Bill summaries are authored by CRS.

Shown Here:
Reported to Senate with amendment(s) (12/05/2007)

Identity Theft Prevention Act - (Sec. 2) Requires any commercial entity or charitable, educational, or nonprofit organization that acquires, maintains, or uses sensitive personal information (covered entity) to develop, implement, maintain, and enforce a written program, containing administrative, technical, and physical safeguards, for the security of sensitive personal information it collects, maintains, sells, transfers, or disposes of. Defines "sensitive personal information" as an individual's name, address, or telephone number combined with at least one of the following relating to that individual: (1) the social security number or numbers derived from that number; (2) financial account or credit or debit card numbers combined with codes or passwords that permit account access, subject to exception; or (3) a state driver's license or resident identification number.

(Sec. 3) Requires a covered entity: (1) to report a security breach to the Federal Trade Commission (FTC); (2) if the entity determines that the breach creates a reasonable risk of identity theft, to notify each affected individual; and (3) if the breach involves 1,000 or more individuals, to notify all consumer reporting agencies specified in the Fair Credit Reporting Act.

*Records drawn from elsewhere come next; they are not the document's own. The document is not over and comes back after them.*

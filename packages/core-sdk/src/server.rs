use anyhow::Result;
use axum::{
    http::StatusCode,
    routing::{get, get_service, post},
    Json, Router,
};
use serde::{Deserialize, Serialize};
use serde_json::Value;
use time::{format_description::well_known::Rfc3339, OffsetDateTime};
use tower_http::services::ServeDir;

use crate::models::{Message, ProviderSettings, Section};
use crate::{extract, llm, prompts, telemetry};

/**
 * \brief 启动本地 HTTP 服务，提供静态前端与 API。
 * \param addr 监听地址，如 "127.0.0.1:5173"
 */
pub async fn run(addr: &str) -> Result<()> {
    let ui_root = std::env::var("BEREA_UI_DIR").unwrap_or_else(|_| "web".to_string());
    let static_service =
        get_service(ServeDir::new(ui_root).append_index_html_on_directories(true));

    let app = router().fallback_service(static_service);

    let listener = tokio::net::TcpListener::bind(addr).await?;
    println!("Server listening on http://{}", addr);
    axum::serve(listener, app).await?;
    Ok(())
}

/**
 * \brief 构造 API 路由表（不含静态文件回退，便于测试）。
 */
pub fn router() -> Router {
    Router::new()
        .route("/api/health", get(health_check))
        .route("/api/chat", post(chat))
        .route("/api/chat/advanced", post(chat_advanced))
        .route("/api/tools/bible-commentary", post(bible_commentary))
        .route("/api/tools/verse-analyzer", post(verse_analyzer))
}

/**
 * \brief 所有端点共用的错误响应体：`{message, error: true}`。
 */
#[derive(Serialize, Debug)]
struct ErrorBody {
    message: String,
    error: bool,
}

type ApiError = (StatusCode, Json<ErrorBody>);

fn server_err<E: std::fmt::Display>(e: E) -> ApiError {
    (
        StatusCode::INTERNAL_SERVER_ERROR,
        Json(ErrorBody {
            message: e.to_string(),
            error: true,
        }),
    )
}

/**
 * \brief 成功响应附带的派生元数据。
 */
#[derive(Serialize, Debug)]
struct Metadata {
    /** \brief 端点固定的模型 ID */
    model: String,
    /** \brief 服务端 usage 计数，原样透传 */
    usage: Value,
    /** \brief 响应生成时间（RFC 3339） */
    timestamp: String,
}

fn build_metadata(model: &str, usage: Value) -> Result<Metadata, ApiError> {
    let timestamp = OffsetDateTime::now_utc()
        .format(&Rfc3339)
        .map_err(server_err)?;
    Ok(Metadata {
        model: model.to_string(),
        usage,
        timestamp,
    })
}

// 凭证缺失属于配置错误：立即失败，不发起任何外部调用。
fn require_settings(category: &str) -> Result<ProviderSettings, ApiError> {
    let settings = ProviderSettings::from_env();
    if !settings.has_key() {
        telemetry::log_error(category, "rejected request: api key not configured");
        return Err(server_err(
            "completion provider API key is not configured",
        ));
    }
    Ok(settings)
}

#[derive(Serialize, Debug)]
struct EnvStatus {
    #[serde(rename = "apiKeySet")]
    api_key_set: bool,
}

#[derive(Serialize, Debug)]
struct HealthResponse {
    status: String,
    env: EnvStatus,
}

/**
 * \brief 健康检查：无副作用，客户端用它决定是否允许发送。
 */
async fn health_check() -> Json<HealthResponse> {
    let settings = ProviderSettings::from_env();
    Json(HealthResponse {
        status: "ok".to_string(),
        env: EnvStatus {
            api_key_set: settings.has_key(),
        },
    })
}

#[derive(Deserialize, Debug)]
struct ChatRequest {
    /** \brief 按时间顺序排列的消息序列 */
    messages: Vec<Message>,
}

#[derive(Serialize, Debug)]
struct ChatResponse {
    message: String,
    metadata: Metadata,
}

/**
 * \brief 通用聊天端点：POST /api/chat
 */
async fn chat(Json(req): Json<ChatRequest>) -> Result<Json<ChatResponse>, ApiError> {
    relay_chat(&prompts::CHAT, req).await
}

/**
 * \brief 进阶聊天端点：POST /api/chat/advanced
 */
async fn chat_advanced(Json(req): Json<ChatRequest>) -> Result<Json<ChatResponse>, ApiError> {
    relay_chat(&prompts::ADVANCED_CHAT, req).await
}

async fn relay_chat(
    profile: &prompts::ToolProfile,
    req: ChatRequest,
) -> Result<Json<ChatResponse>, ApiError> {
    if req.messages.is_empty() {
        return Err(server_err("messages must not be empty"));
    }
    let settings = require_settings("server.chat")?;

    let completion = llm::complete(&settings, profile, &req.messages)
        .await
        .map_err(|e| {
            telemetry::log_error("server.chat", &format!("completion failed: {}", e));
            server_err(e)
        })?;

    telemetry::log_event(
        "server.chat",
        &format!("model={} msgs={}", profile.model, req.messages.len()),
    );

    let metadata = build_metadata(profile.model, completion.usage)?;
    Ok(Json(ChatResponse {
        message: completion.content,
        metadata,
    }))
}

#[derive(Deserialize, Debug)]
struct CommentaryRequest {
    book: String,
    chapter: u32,
}

#[derive(Serialize, Debug)]
struct CommentaryResponse {
    commentary: String,
    book: String,
    chapter: u32,
    #[serde(rename = "keyVerses")]
    key_verses: Vec<String>,
    sections: Vec<Section>,
    metadata: Metadata,
}

/**
 * \brief 章节注释端点：POST /api/tools/bible-commentary
 */
async fn bible_commentary(
    Json(req): Json<CommentaryRequest>,
) -> Result<Json<CommentaryResponse>, ApiError> {
    let book = req.book.trim().to_string();
    if book.is_empty() {
        return Err(server_err("book must not be empty"));
    }
    if req.chapter == 0 {
        return Err(server_err("chapter must be at least 1"));
    }
    let settings = require_settings("server.tool")?;

    let messages = vec![Message::user(prompts::commentary_user_prompt(
        &book,
        req.chapter,
    ))];
    let completion = llm::complete(&settings, &prompts::COMMENTARY, &messages)
        .await
        .map_err(|e| {
            telemetry::log_error("server.tool", &format!("commentary failed: {}", e));
            server_err(e)
        })?;

    telemetry::log_event(
        "server.tool",
        &format!("commentary book={} chapter={}", book, req.chapter),
    );

    let sections = extract::sections(&completion.content);
    let key_verses = extract::chapter_verse_refs(&completion.content);
    let metadata = build_metadata(prompts::COMMENTARY.model, completion.usage)?;
    Ok(Json(CommentaryResponse {
        commentary: completion.content,
        book,
        chapter: req.chapter,
        key_verses,
        sections,
        metadata,
    }))
}

#[derive(Deserialize, Debug)]
struct VerseRequest {
    verse: String,
}

#[derive(Serialize, Debug)]
struct VerseResponse {
    analysis: String,
    verse: String,
    #[serde(rename = "relatedVerses")]
    related_verses: Vec<String>,
    sections: Vec<Section>,
    metadata: Metadata,
}

/**
 * \brief 经文分析端点：POST /api/tools/verse-analyzer
 */
async fn verse_analyzer(
    Json(req): Json<VerseRequest>,
) -> Result<Json<VerseResponse>, ApiError> {
    let verse = req.verse.trim().to_string();
    if verse.is_empty() {
        return Err(server_err("verse must not be empty"));
    }
    let settings = require_settings("server.tool")?;

    let messages = vec![Message::user(prompts::verse_user_prompt(&verse))];
    let completion = llm::complete(&settings, &prompts::VERSE_ANALYSIS, &messages)
        .await
        .map_err(|e| {
            telemetry::log_error("server.tool", &format!("verse analysis failed: {}", e));
            server_err(e)
        })?;

    telemetry::log_event("server.tool", &format!("analyze verse={}", verse));

    let sections = extract::sections(&completion.content);
    let related_verses = extract::verse_refs(&completion.content);
    let metadata = build_metadata(prompts::VERSE_ANALYSIS.model, completion.usage)?;
    Ok(Json(VerseResponse {
        analysis: completion.content,
        verse,
        related_verses,
        sections,
        metadata,
    }))
}

#[cfg(test)]
mod tests {
    use super::*;

    #[tokio::test]
    async fn test_health_reports_key_presence_without_side_effects() {
        let Json(resp) = health_check().await;
        assert_eq!(resp.status, "ok");
        let v = serde_json::to_value(&resp).expect("serialize health");
        assert!(v["env"]["apiKeySet"].is_boolean());
    }

    #[tokio::test]
    async fn test_chat_rejects_empty_message_list_with_envelope() {
        let (status, Json(body)) = chat(Json(ChatRequest { messages: vec![] }))
            .await
            .err()
            .expect("empty messages must fail");
        assert_eq!(status, StatusCode::INTERNAL_SERVER_ERROR);
        assert!(body.error);
        assert!(!body.message.is_empty());
    }

    #[tokio::test]
    async fn test_commentary_rejects_blank_book() {
        let req = CommentaryRequest {
            book: "   ".to_string(),
            chapter: 1,
        };
        let (status, Json(body)) = bible_commentary(Json(req))
            .await
            .err()
            .expect("blank book must fail");
        assert_eq!(status, StatusCode::INTERNAL_SERVER_ERROR);
        assert!(body.error);
    }

    #[tokio::test]
    async fn test_verse_analyzer_rejects_blank_verse() {
        let req = VerseRequest {
            verse: String::new(),
        };
        let result = verse_analyzer(Json(req)).await;
        let (_, Json(body)) = result.err().expect("blank verse must fail");
        assert!(body.error);
    }

    #[test]
    fn test_error_body_wire_shape() {
        let v = serde_json::to_value(server_err("boom").1 .0).expect("serialize");
        assert_eq!(v["message"], "boom");
        assert_eq!(v["error"], true);
    }

    #[test]
    fn test_metadata_reports_fixed_model_id() {
        let metadata =
            build_metadata(prompts::CHAT.model, Value::Null).expect("build metadata");
        assert_eq!(metadata.model, prompts::CHAT.model);
        let v = serde_json::to_value(&metadata).expect("serialize");
        assert!(v["timestamp"].as_str().expect("timestamp").contains('T'));
    }
}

(Sec. 4) Authorizes a consumer to place a security freeze on his or her credit report by making a request to a consumer credit reporting agency. Prohibits a reporting agency, when a freeze is in effect, from releasing the consumer's report for credit review purposes without the consumer's prior express authorization. Provides for freeze removal and suspension, limits related fees, and sets forth other security freeze requirements. Exempts from certain provisions of this Act: (1) a consumer credit reporting agency that acts only as a reseller of credit information and does not maintain a permanent database of credit information; (2) check services or fraud prevention services companies; and (3) deposit account information service companies.

(Sec. 5) Requires: (1) the establishment of the Information Security and Consumer Privacy Advisory Committee; and (2) a related crime study and report, including regarding the correlation between methamphetamine use and identity theft crimes.

(Sec. 8) Treats any violation of this Act as an unfair or deceptive act or practice under the Federal Trade Commission Act. Requires enforcement under other specified laws. Allows enforcement by state attorneys general. Preempts state laws requiring notification of affected individuals of security breaches. Preempts state laws relating to the use of social security numbers.

(Sec. 11) Prohibits, subject to exception, a covered entity from soliciting a social security number from an individual unless there is a specific use of that number for which no other identifier can reasonably be used.

Prohibits the display of social security numbers on identification cards commonly provided to employees, faculty, staff, or students and on state driver's licenses.

Amends title II (Old Age, Survivors and Disability Insurance) (OASDI) of the Social Security Act to prohibit federal, state, and political subdivision governmental entities and their agents from using prisoners in a way that would allow the prisoners access to other individuals' social security numbers.

Makes it unlawful to sell, purchase, provide, or display a social security number to the general public or to obtain or use any individual's social security number for the purpose of locating or identifying the individual with the intent to physically injure or harm the individual or for the purpose of using the individual's identity for any illegal purpose, subject to exceptions, including sales or displays of such numbers for the purposes of national security, public health or safety, and locating abducted children.

(Sec. 12) Requires each U.S. agency to: (1) develop, implement, maintain, and enforce a written program for the security of sensitive personal information the agency collects, maintains, sells, transfers, or disposes of; (2) use due diligence to investigate any suspected breach of security affecting sensitive personal information; and (3) notify each affected individual after a breach.

(Sec. 14) Authorizes appropriations.